O último pacote de mudanças eleitorais aprovado na Casa teve aprovação de 15 de 4 deputados federais cearenses (três estavam ausentes) no primeiro projeto e de 16 a 3 (com três ausências) no segundo projeto.

Trâmite

A comissão especial agendou a votação da PEC da Anistia para a tarde de terça-feira (26), mas o relator pediu mais um dia para avaliar a inclusão de novas sugestões dos colegas. A expectativa é que o texto seja votado em sessão nesta quarta-feira (27). Se aprovado, segue para o plenário da Câmara.

Nesta etapa, precisa do aval de 308 deputados em dois turnos para passar. Assim, pode ser encaminhada para o Senado, onde passará por mais duas votações em plenário, com o mínimo de 49 votos favoráveis.

A discussão foi encerrada na comissão especial na semana passada, ainda que a votação tenha ficado pendente, adiada pela terceira vez. 

PEC da Anistia

A previsão é que o texto que vai à votação na comissão especial nesta quarta seja mais ameno que o original. O parecer disponibilizado no começo da semana ampliou o alcance das cotas raciais nas eleições. O relatório anterior previa um teto de 20% para a destinação de recursos a essas candidaturas. Agora, prevê um piso de 20%.

O percentual ainda não é satisfatório para organizações de direitos civis, já que, apesar de não estar na Constituição, há entendimento do Tribunal Superior Eleitoral (TSE) – validado pelo Supremo Tribunal Federal (STF) – de que os recursos a candidaturas negras devem ser proporcionais ao volume de pessoas pretas e pardas lançadas às urnas.

Assim, no ano passado, o índice ficou em pouco mais de 50%, atendendo à proporção de candidatos negros.

O relator também descartou um dispositivo que previa a incorporação da cota de gênero nesses valores. Ou seja, evitou que mulheres e negros recebessem o mesmo recurso, o que levaria à diminuição do volume destinado à promoção desses perfis na política.
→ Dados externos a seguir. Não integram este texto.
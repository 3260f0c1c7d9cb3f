use serde::{Deserialize, Serialize};
use std::collections::BTreeMap;
use std::fmt;
use std::str::FromStr;
use url::Url;

/// Declared resource type of a request (what the initiator intends to do with it)
#[derive(Debug, Clone, Copy, Default, PartialEq, Eq, Serialize, Deserialize)]
#[serde(rename_all = "lowercase")]
pub enum Destination {
  Document,
  Script,
  Style,
  Image,
  Font,
  Audio,
  #[default]
  Empty,
}

impl FromStr for Destination {
  type Err = String;

  fn from_str(s: &str) -> Result<Self, Self::Err> {
    match s.to_ascii_lowercase().as_str() {
      "document" => Ok(Self::Document),
      "script" => Ok(Self::Script),
      "style" => Ok(Self::Style),
      "image" => Ok(Self::Image),
      "font" => Ok(Self::Font),
      "audio" => Ok(Self::Audio),
      "" | "empty" => Ok(Self::Empty),
      other => Err(format!("unknown destination '{}'", other)),
    }
  }
}

/// An intercepted outbound request
#[derive(Debug, Clone, PartialEq, Eq, Serialize, Deserialize)]
pub struct Request {
  /// Upper-case HTTP method
  pub method: String,
  pub url: Url,
  #[serde(default)]
  pub destination: Destination,
  /// Header names are stored lower-case
  #[serde(default)]
  pub headers: BTreeMap<String, String>,
  #[serde(default)]
  pub body: Option<Vec<u8>>,
}

impl Request {
  pub fn new(method: &str, url: Url) -> Self {
    Self {
      method: method.to_ascii_uppercase(),
      url,
      destination: Destination::Empty,
      headers: BTreeMap::new(),
      body: None,
    }
  }

  pub fn get(url: Url) -> Self {
    Self::new("GET", url)
  }

  pub fn with_destination(mut self, destination: Destination) -> Self {
    self.destination = destination;
    self
  }

  pub fn with_header(mut self, name: &str, value: impl Into<String>) -> Self {
    self.headers.insert(name.to_ascii_lowercase(), value.into());
    self
  }

  pub fn with_body(mut self, body: impl Into<Vec<u8>>) -> Self {
    self.body = Some(body.into());
    self
  }

  pub fn header(&self, name: &str) -> Option<&str> {
    self
      .headers
      .get(&name.to_ascii_lowercase())
      .map(String::as_str)
  }

  /// Identity of the request inside a store: method plus absolute URL.
  pub fn key(&self) -> String {
    format!("{} {}", self.method, self.url)
  }

  pub fn is_get(&self) -> bool {
    self.method == "GET"
  }

  /// Methods whose failure offline should be captured for later replay.
  pub fn is_mutating(&self) -> bool {
    matches!(self.method.as_str(), "POST" | "PUT" | "PATCH" | "DELETE")
  }
}

/// A response, either fresh from the network, read back from a store, or synthesized
#[derive(Debug, Clone, PartialEq, Eq, Serialize, Deserialize)]
pub struct Response {
  pub status: u16,
  #[serde(default)]
  pub headers: BTreeMap<String, String>,
  #[serde(default)]
  pub body: Vec<u8>,
}

impl Response {
  pub fn new(status: u16, body: impl Into<Vec<u8>>) -> Self {
    Self {
      status,
      headers: BTreeMap::new(),
      body: body.into(),
    }
  }

  /// Neutral response with no payload.
  pub fn empty() -> Self {
    Self::new(204, Vec::new())
  }

  pub fn with_header(mut self, name: &str, value: impl Into<String>) -> Self {
    self.headers.insert(name.to_ascii_lowercase(), value.into());
    self
  }

  pub fn header(&self, name: &str) -> Option<&str> {
    self
      .headers
      .get(&name.to_ascii_lowercase())
      .map(String::as_str)
  }

  /// 2xx status
  pub fn is_success(&self) -> bool {
    (200..300).contains(&self.status)
  }

  /// 4xx or 5xx status
  pub fn is_error(&self) -> bool {
    self.status >= 400
  }
}

/// Where a delivered response came from.
#[derive(Debug, Clone, Copy, PartialEq, Eq, Serialize)]
#[serde(rename_all = "lowercase")]
pub enum Source {
  /// Fresh from the network
  Network,
  /// Served from a store
  Cache,
  /// Substitute produced by the fallback chain
  Fallback,
  /// Mutating request captured by the retry queue
  Queued,
}

impl fmt::Display for Source {
  fn fmt(&self, f: &mut fmt::Formatter<'_>) -> fmt::Result {
    let s = match self {
      Self::Network => "network",
      Self::Cache => "cache",
      Self::Fallback => "fallback",
      Self::Queued => "queued",
    };
    f.write_str(s)
  }
}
Está fora do relatório, ainda, a exigência de que mulheres tenham 10% de quociente eleitoral (QE) – conforme previsão da reforma eleitoral, aprovada na última semana – para ocupar a vaga de um homem a partir de 2024 para as câmaras municipais.

Dessa forma, a candidata mais votada do partido, mesmo que não tenha atingido o QE, vai pegar a vaga do candidato homem conquistada na fase de sobras.

O texto anterior previa o deslocamento da vaga para outra sigla, caso o partido não tivesse uma candidata mulher com mais de 10% do QE para ocupar a cadeira. 

A última versão apresentada pelo relator prevê também a reserva de 20% das cadeiras do Legislativo a mulheres a partir de 2026. Isso será feito de forma escalonada, com 15% para as eleições de 2024, se passar no Congresso até a primeira semana de outubro.